Northeastern University Dining Services Blog

Thursday, February 16, 2012

Love Your Heart with Dark Chocolate

Thursday, February 16, 2012 | 12:08 PM Posted by Northeastern Dining , , , , , No comments


IT IS MORE THAN WISHFUL THINKING. CHOCOLATE CAN BE GOOD FOR YOU!
Compiled with assistance by Northeastern graduate student Erin Ross

Made from the cacao tree, dark chocolate is packed with natural antioxidants because it is made with the highest percentage of cocoa solids (65% or more!). Antioxidants are natural compounds found in food and protect the body from aging and disease. But what does this all mean for you?
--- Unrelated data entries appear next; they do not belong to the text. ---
//! Simple logging helper functions for common operations

/// Logs the start of detection on one file
pub fn log_detection_start(input: &str, profile: &str, mode: &str) {
    tracing::info!("Processing file: {}", input);
    tracing::info!("Starting {} detection (profile: {})", mode, profile);
}

/// Logs how many records the three reports produced
pub fn log_reports_parsed(silences: usize, blacks: usize, frames: usize, synthesized: bool) {
    tracing::info!(
        "Reports parsed: {} silence, {} black{}, {} frame(s)",
        silences,
        blacks,
        if synthesized { " (from frames)" } else { "" },
        frames
    );
}

/// Logs the outcome of fade detection
pub fn log_detection_complete(breaks: usize, candidates: usize) {
    tracing::info!(
        "Detection completed: {} break(s) from {} candidate(s)",
        breaks,
        candidates
    );
}

/// Logs profile selection reasoning
pub fn log_profile_selection(profile: &str, reason: &str) {
    tracing::info!("Profile selected: {} ({})", profile, reason);
}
Dark chocolate sits in the same "good-for-you" category as green tea, blueberries, and dark vegetables and provides two major heart health benefits. First, studies have shown that consuming a small bar of dark chocolate everyday can reduce blood pressure in individuals with high blood pressure. Dark chocolate has also been shown to reduce LDL cholesterol (the bad cholesterol) by up to 10%. Other benefits of dark chocolate include:
  • Low glycemic index means your blood sugar will not spike.
  • Stimulates endorphin production, which gives a feeling of pleasure.
  • Contains serotonin which acts as an anti-depressant.
  • Contains theobromine, caffeine, and other substances that are stimulants.
  • It tastes good!

DOESN'T CHOCOLATE HAVE A LOT OF FAT?
Good news! Some fats in chocolate do not impact your cholesterol and only a 1/3 of that fat is bad for you.
  • 1/3 Oleic Acid – a healthy monounsaturated fat that is also found in olive oil.
  • 1/3 Stearic Acid – a saturated fat but one which research shows has a neutral effect on cholesterol.
  • 1/3 Palmitic Acid – a saturated fat that raises cholesterol and heart disease risk.

CHOCOLATE TIP: SKIP THE NOUGAT
Look for pure dark chocolate or dark chocolate with nuts, orange peel or other flavorings. Avoid anything with caramel, nougat or other fillings. These fillings are just adding sugar and fat that may erase many of the benefits you get from eating the chocolate.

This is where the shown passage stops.